I recently had a new waves of curiosity with proxmox and how to avoid a SPOF (single point of failures). Indeed we could backup or rsync our data, the time to bring up a new server could be really long. This is a bug.
I am a long time user of PROXMOX, since years now, I use to have two instances, one at home for dev purpose (even if I migrated to virtualbox for dev, it is really fast on SSD) and one online to have some VM behind (debian, SME Server, NethServer). This is running smootly but even if I have some backup and some rsync scripts to go the data out, a recovery could take days.

The power of PROXMOX right now is snapshot, I trust in it, before to make an upgrade, do a snapshot, if something is wrong then go back to the former state. It is incredible, but I am not sure that a lot of people uses it professionally, I bet/worry/fear that still IT guys install NethServer directly on bare server.

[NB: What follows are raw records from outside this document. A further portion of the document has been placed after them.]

//! Decoder contracts
//!
//! Blocking readers answer each command before the next one is sent, so a
//! [`CardDecoder`] runs its whole exchange in one call. Readers that deliver
//! responses as events drive a [`StepDecoder`] instead: the decoder sends one
//! command, then waits for [`StepDecoder::advance`] to hand it the response.
//! [`StepDriver`] runs any stepwise decoder to completion over a blocking
//! transport.

use std::fmt;

use cardreader_apdu_core::{
    ApduSink, Bytes, CardTransport, DEFAULT_BUFFER_SIZE, Slot, TransportError,
};
use tracing::debug;

use crate::{error::DecodeError, record::CardRecord};

/// Decoder for readers with a blocking command channel
pub trait CardDecoder: fmt::Debug + Send {
    /// Short name used in logs and failure reports
    fn name(&self) -> &'static str;

    /// Read the card in `slot`
    ///
    /// The card must already be powered on. An empty record means the card
    /// is not one this decoder understands.
    fn decode(
        &mut self,
        transport: &mut dyn CardTransport,
        slot: Slot,
    ) -> Result<CardRecord, DecodeError>;
}

/// Outcome of feeding a response to a [`StepDecoder`]
#[derive(Debug, Clone, PartialEq, Eq)]
pub enum Step {
    /// The next command has been sent
    NeedMoreData,
    /// The exchange finished with this record
    Complete(CardRecord),
}

/// Decoder for readers that deliver responses asynchronously
pub trait StepDecoder: fmt::Debug + Send {
    /// Short name used in logs and failure reports
    fn name(&self) -> &'static str;

    /// Discard any exchange in flight and send the first command
    fn start(&mut self, sink: &mut dyn ApduSink, slot: Slot) -> Result<(), DecodeError>;

    /// Consume the response to the last command sent
    ///
    /// On error the decoder resets itself; it must be started again.
    fn advance(
        &mut self,
        sink: &mut dyn ApduSink,
        slot: Slot,
        response: &[u8],
    ) -> Result<Step, DecodeError>;

    /// Discard any exchange in flight
    fn reset(&mut self);
}

/// Runs a [`StepDecoder`] over a blocking transport
#[derive(Debug)]
pub struct StepDriver<D> {
    decoder: D,
}

impl<D: StepDecoder> StepDriver<D> {
    /// Wrap a stepwise decoder
    pub const fn new(decoder: D) -> Self {
        Self { decoder }
    }

    /// Inner decoder
    pub const fn inner(&self) -> &D {
        &self.decoder
    }
}

/// Holds the single command a stepwise decoder queued
#[derive(Debug, Default)]
struct PendingCommand {
    apdu: Option<Bytes>,
}

impl ApduSink for PendingCommand {
    fn send_apdu(&mut self, _slot: Slot, command: &[u8]) -> Result<(), TransportError> {
        if self.apdu.is_some() {
            return Err(TransportError::other("a command is already pending"));
        }
        self.apdu = Some(Bytes::copy_from_slice(command));
        Ok(())
    }

    fn request_power_on(&mut self, _slot: Slot) -> Result<(), TransportError> {
        // A blocking transport is powered by the caller
        Ok(())
    }
}

impl<D: StepDecoder> CardDecoder for StepDriver<D> {
    fn name(&self) -> &'static str {
        self.decoder.name()
    }

    fn decode(
        &mut self,
        transport: &mut dyn CardTransport,
        slot: Slot,
    ) -> Result<CardRecord, DecodeError> {
        let mut pending = PendingCommand::default();
        self.decoder.start(&mut pending, slot)?;

        loop {
            let Some(apdu) = pending.apdu.take() else {
                self.decoder.reset();
                return Err(DecodeError::Stalled);
            };

            let response = match transport.transmit(slot, &apdu, DEFAULT_BUFFER_SIZE) {
                Ok(response) => response,
                Err(e) => {
                    self.decoder.reset();
                    return Err(e.into());
                }
            };

            match self.decoder.advance(&mut pending, slot, &response)? {
                Step::NeedMoreData => {}
                Step::Complete(record) => {
                    debug!(decoder = self.decoder.name(), "Stepwise decode complete");
                    return Ok(record);
                }
            }
        }
    }
}

/// Boxed blocking decoder
pub type BoxedCardDecoder = Box<dyn CardDecoder>;

/// Boxed stepwise decoder
pub type BoxedStepDecoder = Box<dyn StepDecoder>;
//! Raw bulk endpoint access

use std::{fmt, io, time::Duration};

/// Bulk OUT/IN endpoint pair of a claimed USB interface
pub trait BulkEndpoint: fmt::Debug + Send {
    /// Write `data` to the OUT endpoint
    fn write(&mut self, data: &[u8], timeout: Duration) -> io::Result<usize>;

    /// Read from the IN endpoint into `buf`, returning the byte count
    fn read(&mut self, buf: &mut [u8], timeout: Duration) -> io::Result<usize>;
}

impl<T: BulkEndpoint + ?Sized> BulkEndpoint for Box<T> {
    fn write(&mut self, data: &[u8], timeout: Duration) -> io::Result<usize> {
        (**self).write(data, timeout)
    }

    fn read(&mut self, buf: &mut [u8], timeout: Duration) -> io::Result<usize> {
        (**self).read(buf, timeout)
    }
}
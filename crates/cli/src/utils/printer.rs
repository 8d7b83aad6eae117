//! Console output of reader notifications

use cardreader_apdu_core::Slot;
use cardreader_decoders::CardRecord;
use cardreader_session::{DeviceStatus, ReaderCallback, SessionError};
use colored::Colorize;
use tracing::debug;

/// Prints reader notifications and counts card results
#[derive(Debug, Default)]
pub(crate) struct Printer {
    read: usize,
    failed: usize,
}

impl Printer {
    /// Cards read successfully
    pub(crate) const fn read(&self) -> usize {
        self.read
    }

    /// Cards that could not be read
    pub(crate) const fn failed(&self) -> usize {
        self.failed
    }

    /// Results of either kind
    pub(crate) const fn results(&self) -> usize {
        self.read + self.failed
    }
}

impl ReaderCallback for Printer {
    fn on_device_status_changed(&mut self, status: DeviceStatus) {
        debug!(%status, "Reader status");
    }

    fn on_connect_device(&mut self) {
        println!("{}", "Reader connected".green());
    }

    fn on_fail_to_connect_device(&mut self) {
        println!("{}", "Reader connection failed".red());
    }

    fn on_card_present(&mut self, slot: Slot) {
        println!("Card presented ({slot})");
    }

    fn on_card_absent(&mut self, slot: Slot) {
        println!("Card removed ({slot})");
    }

    fn on_receive_result(&mut self, slot: Slot, result: Result<CardRecord, SessionError>) {
        match result {
            Ok(record) => {
                self.read += 1;
                println!("{}", format!("Card read ({slot})").green().bold());
                println!("{record}");
            }
            Err(e) => {
                self.failed += 1;
                println!("{} {e}", format!("Card read failed ({slot}):").red().bold());
            }
        }
    }
}
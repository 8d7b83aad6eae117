//! Canonical card record

use std::fmt;

use derive_more::Display;

/// Card holder gender
#[derive(Debug, Clone, Copy, Default, PartialEq, Eq, Hash, Display)]
pub enum Gender {
    /// Not present or not recognised
    #[default]
    #[display("unknown")]
    Unknown,
    /// Male
    #[display("male")]
    Male,
    /// Female
    #[display("female")]
    Female,
}

/// Kind of card a record was read from
#[derive(Debug, Clone, Copy, Default, PartialEq, Eq, Hash, Display)]
pub enum CardType {
    /// Not known
    #[default]
    #[display("unknown")]
    Unknown,
    /// National health or ID card
    #[display("health card")]
    HealthCard,
    /// Staff or access card read over NFC
    #[display("staff card")]
    StaffCard,
}

/// Gregorian calendar date, kept as the digit strings read from the card
#[derive(Debug, Clone, PartialEq, Eq, Hash, Display)]
#[display("{year}-{month}-{day}")]
pub struct CardDate {
    /// Four digit year
    pub year: String,
    /// Two digit month
    pub month: String,
    /// Two digit day
    pub day: String,
}

impl CardDate {
    /// Create a date from its parts
    pub fn new(year: impl Into<String>, month: impl Into<String>, day: impl Into<String>) -> Self {
        Self {
            year: year.into(),
            month: month.into(),
            day: day.into(),
        }
    }
}

/// Card holder data decoded from any supported card
///
/// A record with an empty card number is empty and never counts as a
/// successful read.
#[derive(Debug, Clone, Default, PartialEq, Eq)]
pub struct CardRecord {
    /// Card number
    pub card_number: String,
    /// National ID number
    pub national_id: String,
    /// Card holder name
    pub name: String,
    /// Card holder gender
    pub gender: Gender,
    /// Card type
    pub card_type: CardType,
    /// Date of birth
    pub birth_date: Option<CardDate>,
    /// Issue date
    pub issued_date: Option<CardDate>,
    /// Expiry date
    pub expired_date: Option<CardDate>,
}

impl CardRecord {
    /// Create an empty record of the given card type
    pub fn new(card_type: CardType) -> Self {
        Self {
            card_type,
            ..Self::default()
        }
    }

    /// Whether the record carries no card number
    pub fn is_empty(&self) -> bool {
        self.card_number.is_empty()
    }
}

impl fmt::Display for CardRecord {
    fn fmt(&self, f: &mut fmt::Formatter<'_>) -> fmt::Result {
        fn date(value: Option<&CardDate>) -> String {
            value.map_or_else(|| "-".to_string(), ToString::to_string)
        }

        writeln!(f, "Card type:   {}", self.card_type)?;
        writeln!(f, "Card number: {}", self.card_number)?;
        writeln!(f, "National ID: {}", self.national_id)?;
        writeln!(f, "Name:        {}", self.name)?;
        writeln!(f, "Gender:      {}", self.gender)?;
        writeln!(f, "Birth date:  {}", date(self.birth_date.as_ref()))?;
        writeln!(f, "Issued:      {}", date(self.issued_date.as_ref()))?;
        write!(f, "Expires:     {}", date(self.expired_date.as_ref()))
    }
}

#[cfg(test)]
mod tests {
    use super::*;

    #[test]
    fn test_empty_record() {
        let record = CardRecord::new(CardType::StaffCard);
        assert!(record.is_empty());
        assert_eq!(record.card_type, CardType::StaffCard);

        let record = CardRecord {
            card_number: "04A1B2C3".into(),
            ..record
        };
        assert!(!record.is_empty());
    }

    #[test]
    fn test_date_display() {
        assert_eq!(CardDate::new("1985", "03", "12").to_string(), "1985-03-12");
    }
}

So my purpose was to test some HA with Proxmox, of course during my holidays

this is what I read or testing it myself

Poor man HA (easy)
use two proxmox nodes in a cluster on ZFS array and replicate the VM on the other node. You can setup the sync for each minutes if you want, this is what you will loose, the data since the last sync. The cons is that if you have lost the node with the running VM, you cannot have the HA and the VM on the replicated host won’t pop up, because the HA must run with three nodes to avoid the split-brain (the same VM running simultaneity on two nodes). So either you have to issue three commands line to start the replicated VM, or use a Qdevice (debian based due to corosync3 with proxmox6), it is a third host that even you could probably run on a raspberry PI to honor the quorum. You can also have a third proxmox node, but the cost will increase.
Use a shared storage (good but not satisfying)
Use three nodes of proxmox with a remote shared storage by the network like NFS, this introduce a single point of failure, even if the HA can migrate online the VM, if you have lost the storage, all is down. The network is the bottleneck.
Use a distributed storage like cephs or drbd (need good skills)
This is real HA but the cost will increase massively, you have to get at least three real servers with two NIC, and the storage NIC should be in 10GB, because the storage is distributed between all hosts, it is a kind of network RAID, you loose one host, the VM can still run on the other nodes, and you do not have lost your data. This is really interesting but you need a deeply understanding of what you are doing and good trainings in sysadmin. Cephs is well implemented in proxmox, DRBD too by its developers

I am not a sys admin guy, how do you use proxmox to avoid a SPOF/HA

robb · January 1, 2020, 6:27pm

When going the cluster path for Proxmox we enter the more professional setup for a virtualization platform. And I like that!..
As soon you have multiple nodes for HA purposes, you also need a quorum data storage. This quorum disk is absolutely necessary if you want to do live migration of VM’s from 1 server to another.
Reading a bit on proxmox forums and wiki, it shows their documentation needs some serious updating…
this discussion might be of value here: https://forum.proxmox.com/threads/pve5-and-quorum-device.37183/
Unfortunately I can’t try ot test HA since I don’t have a 2nd server… :-/

fausp · January 1, 2020, 7:52pm

You could install a virtual 3-Node HA-cluster with ceph storage (HCI), just for testing. I did it for my A-Level exam… You have to configure nested virtualization on the one Proxmox Host who run the three other proxmox server (the cluster)…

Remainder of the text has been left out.